[Task inputs — start]

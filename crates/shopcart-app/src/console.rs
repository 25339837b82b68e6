//! Line-oriented console driver.
//!
//! Each input line is one command. `fetch` and `count` stay live: changes
//! arriving later are pushed to the notice channel until the next query of
//! the same kind replaces them.

use std::sync::Arc;

use shopcart_cart::application::query_handlers::get_cart_by_id;
use shopcart_cart::domain::commands::{AddArticle, CartCommand, RemoveArticle, StartCart};
use shopcart_summary::projection::CartSummaryProjection;
use shopcart_summary::subscriber::SummarySubscriber;
use shopcart_summary::summary::{CartSummary, CountSummaries, FetchSummaries, SummaryFilter};
use tokio::io::{AsyncBufRead, Lines};
use tokio::sync::mpsc;
use tokio::task::JoinHandle;
use tracing::{debug, warn};
use uuid::Uuid;

use crate::error::AppError;
use crate::state::AppState;

/// Page size used by `fetch` when no limit is given.
pub const DEFAULT_PAGE_SIZE: usize = 20;

/// Help text listing the console commands.
pub const HELP: &str = "\
commands:
  start <cart> <customer>
  add <cart> <article>
  remove <cart> <article>
  show <cart>
  fetch [prefix] [offset] [limit]
  count [prefix]
  help
  quit";

/// A parsed console command.
#[derive(Debug, Clone, PartialEq, Eq)]
pub enum ConsoleCommand {
    /// Start a cart.
    Start {
        /// Cart identifier.
        cart_id: String,
        /// Customer owning the cart.
        customer: String,
    },
    /// Add an article to a cart.
    Add {
        /// Cart identifier.
        cart_id: String,
        /// Article identifier.
        article: String,
    },
    /// Remove an article from a cart.
    Remove {
        /// Cart identifier.
        cart_id: String,
        /// Article identifier.
        article: String,
    },
    /// Show a cart rebuilt from its events.
    Show {
        /// Cart identifier.
        cart_id: String,
    },
    /// Page through summaries and follow changes.
    Fetch {
        /// Cart id prefix.
        prefix: String,
        /// Rows to skip.
        offset: usize,
        /// Maximum rows to return.
        limit: usize,
    },
    /// Count summaries and follow changes.
    Count {
        /// Cart id prefix.
        prefix: String,
    },
    /// Print the command list.
    Help,
    /// End the session.
    Quit,
}

fn expect_args<'a>(name: &str, args: &[&'a str], usage: &str) -> Result<Vec<&'a str>, AppError> {
    let wanted = usage.split_whitespace().filter(|w| w.starts_with('<')).count();
    if args.len() == wanted {
        Ok(args.to_vec())
    } else {
        Err(AppError::Console(format!("usage: {name} {usage}")))
    }
}

fn parse_number(value: &str, what: &str) -> Result<usize, AppError> {
    value.parse().map_err(|_| {
        AppError::Console(format!("{what} must be a non-negative number, got {value:?}"))
    })
}

/// Parses one console line. Blank lines yield `None`.
///
/// # Errors
///
/// Returns `AppError::Console` for unknown commands or wrong arguments.
pub fn parse_line(line: &str) -> Result<Option<ConsoleCommand>, AppError> {
    let mut words = line.split_whitespace();
    let Some(name) = words.next() else {
        return Ok(None);
    };
    let args: Vec<&str> = words.collect();

    let command = match name.to_ascii_lowercase().as_str() {
        "start" => {
            let a = expect_args("start", &args, "<cart> <customer>")?;
            ConsoleCommand::Start {
                cart_id: a[0].to_owned(),
                customer: a[1].to_owned(),
            }
        }
        "add" => {
            let a = expect_args("add", &args, "<cart> <article>")?;
            ConsoleCommand::Add {
                cart_id: a[0].to_owned(),
                article: a[1].to_owned(),
            }
        }
        "remove" => {
            let a = expect_args("remove", &args, "<cart> <article>")?;
            ConsoleCommand::Remove {
                cart_id: a[0].to_owned(),
                article: a[1].to_owned(),
            }
        }
        "show" => {
            let a = expect_args("show", &args, "<cart>")?;
            ConsoleCommand::Show {
                cart_id: a[0].to_owned(),
            }
        }
        "fetch" => {
            if args.len() > 3 {
                return Err(AppError::Console(
                    "usage: fetch [prefix] [offset] [limit]".to_owned(),
                ));
            }
            ConsoleCommand::Fetch {
                prefix: args.first().map_or_else(String::new, |p| (*p).to_owned()),
                offset: args.get(1).map_or(Ok(0), |v| parse_number(v, "offset"))?,
                limit: args
                    .get(2)
                    .map_or(Ok(DEFAULT_PAGE_SIZE), |v| parse_number(v, "limit"))?,
            }
        }
        "count" => {
            if args.len() > 1 {
                return Err(AppError::Console("usage: count [prefix]".to_owned()));
            }
            ConsoleCommand::Count {
                prefix: args.first().map_or_else(String::new, |p| (*p).to_owned()),
            }
        }
        "help" | "?" => ConsoleCommand::Help,
        "quit" | "exit" => ConsoleCommand::Quit,
        other => {
            return Err(AppError::Console(format!(
                "unknown command {other:?}, try help"
            )));
        }
    };
    Ok(Some(command))
}

/// Reads the next console line. Returns `None` at end of input.
///
/// # Errors
///
/// Returns `AppError::Io` if the input cannot be read or is not UTF-8.
pub async fn read_line<R>(lines: &mut Lines<R>) -> Result<Option<String>, AppError>
where
    R: AsyncBufRead + Unpin,
{
    Ok(lines.next_line().await?)
}

/// Result of executing a console command.
#[derive(Debug, Clone, PartialEq, Eq)]
pub enum Reply {
    /// Text to print.
    Output(String),
    /// The session should end.
    Quit,
}

/// Formats a summary row for display.
#[must_use]
pub fn render_row(row: &CartSummary) -> String {
    format!("{} {} [{}]", row.id, row.customer, row.items.join(", "))
}

/// One console session: a caller context for live summary queries.
#[derive(Debug)]
pub struct Console {
    projection: Arc<CartSummaryProjection>,
    subscriber: SummarySubscriber,
    notices: mpsc::UnboundedSender<String>,
    fetch_watch: Option<JoinHandle<()>>,
    count_watch: Option<JoinHandle<()>>,
}

impl Console {
    /// Creates a session reading from `projection` and pushing live updates
    /// to `notices`.
    #[must_use]
    pub fn new(
        projection: Arc<CartSummaryProjection>,
        notices: mpsc::UnboundedSender<String>,
    ) -> Self {
        Self {
            subscriber: SummarySubscriber::new(Arc::clone(&projection)),
            projection,
            notices,
            fetch_watch: None,
            count_watch: None,
        }
    }

    /// Executes one command against `state`.
    ///
    /// # Errors
    ///
    /// Returns `AppError::Domain` if a cart command is rejected, or
    /// `AppError::Projection` if a summary query fails.
    pub async fn execute(
        &mut self,
        state: &AppState,
        command: ConsoleCommand,
    ) -> Result<Reply, AppError> {
        let output = match command {
            ConsoleCommand::Start { cart_id, customer } => {
                let command = CartCommand::Start(StartCart {
                    correlation_id: Uuid::new_v4(),
                    cart_id: cart_id.clone(),
                    customer: customer.clone(),
                });
                state.execute(&command).await?;
                format!("cart {cart_id} started for {customer}")
            }
            ConsoleCommand::Add { cart_id, article } => {
                let command = CartCommand::AddArticle(AddArticle {
                    correlation_id: Uuid::new_v4(),
                    cart_id: cart_id.clone(),
                    article: article.clone(),
                });
                state.execute(&command).await?;
                format!("added {article} to {cart_id}")
            }
            ConsoleCommand::Remove { cart_id, article } => {
                let command = CartCommand::RemoveArticle(RemoveArticle {
                    correlation_id: Uuid::new_v4(),
                    cart_id: cart_id.clone(),
                    article: article.clone(),
                });
                let result = state.execute(&command).await?;
                if result.stored_events.is_empty() {
                    format!("{article} was not in {cart_id}")
                } else {
                    format!("removed {article} from {cart_id}")
                }
            }
            ConsoleCommand::Show { cart_id } => {
                let view = get_cart_by_id(&cart_id, state.event_repository.as_ref()).await?;
                format!(
                    "{} {} v{} [{}]",
                    view.cart_id,
                    view.customer,
                    view.version,
                    view.items.join(", ")
                )
            }
            ConsoleCommand::Fetch {
                prefix,
                offset,
                limit,
            } => self.fetch(prefix, offset, limit).await?,
            ConsoleCommand::Count { prefix } => self.count(prefix).await?,
            ConsoleCommand::Help => HELP.to_owned(),
            ConsoleCommand::Quit => return Ok(Reply::Quit),
        };
        Ok(Reply::Output(output))
    }

    async fn fetch(
        &mut self,
        prefix: String,
        offset: usize,
        limit: usize,
    ) -> Result<String, AppError> {
        let query = FetchSummaries {
            offset,
            limit,
            filter: SummaryFilter::starting_with(prefix),
        };
        let result = self.subscriber.fetch(&query).await?;

        let mut updates = result.updates;
        let notices = self.notices.clone();
        let watch = tokio::spawn(async move {
            while let Some(row) = updates.recv().await {
                if notices.send(format!("update: {}", render_row(&row))).is_err() {
                    break;
                }
            }
            debug!("fetch watch ended");
        });
        if let Some(previous) = self.fetch_watch.replace(watch) {
            previous.abort();
        }

        let mut lines = vec![format!("{} cart(s)", result.initial_result.len())];
        lines.extend(result.initial_result.iter().map(render_row));
        Ok(lines.join("\n"))
    }

    async fn count(&mut self, prefix: String) -> Result<String, AppError> {
        let query = CountSummaries {
            filter: SummaryFilter::starting_with(prefix),
        };
        let result = self.subscriber.count(&query).await?;

        let mut updates = result.updates;
        let notices = self.notices.clone();
        let projection = Arc::clone(&self.projection);
        let watch = tokio::spawn(async move {
            while updates.recv().await.is_some() {
                let line = match projection.count(&query).await {
                    Ok(response) => format!("count: {}", response.count),
                    Err(e) => {
                        warn!(error = %e, "count refresh failed");
                        continue;
                    }
                };
                if notices.send(line).is_err() {
                    break;
                }
            }
            debug!("count watch ended");
        });
        if let Some(previous) = self.count_watch.replace(watch) {
            previous.abort();
        }

        let response = result.initial_result;
        Ok(format!(
            "count: {} (as of {})",
            response.count,
            response.as_of.to_rfc3339()
        ))
    }

    /// Cancels the live queries of this session.
    pub fn shutdown(&mut self) {
        self.subscriber.shutdown();
        for watch in [self.fetch_watch.take(), self.count_watch.take()]
            .into_iter()
            .flatten()
        {
            watch.abort();
        }
    }
}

[Task inputs — finish]

Scan the material above for "wanted". Copy every line where it appears.

    let wanted = usage.split_whitespace().filter(|w| w.starts_with('<')).count();
    if args.len() == wanted {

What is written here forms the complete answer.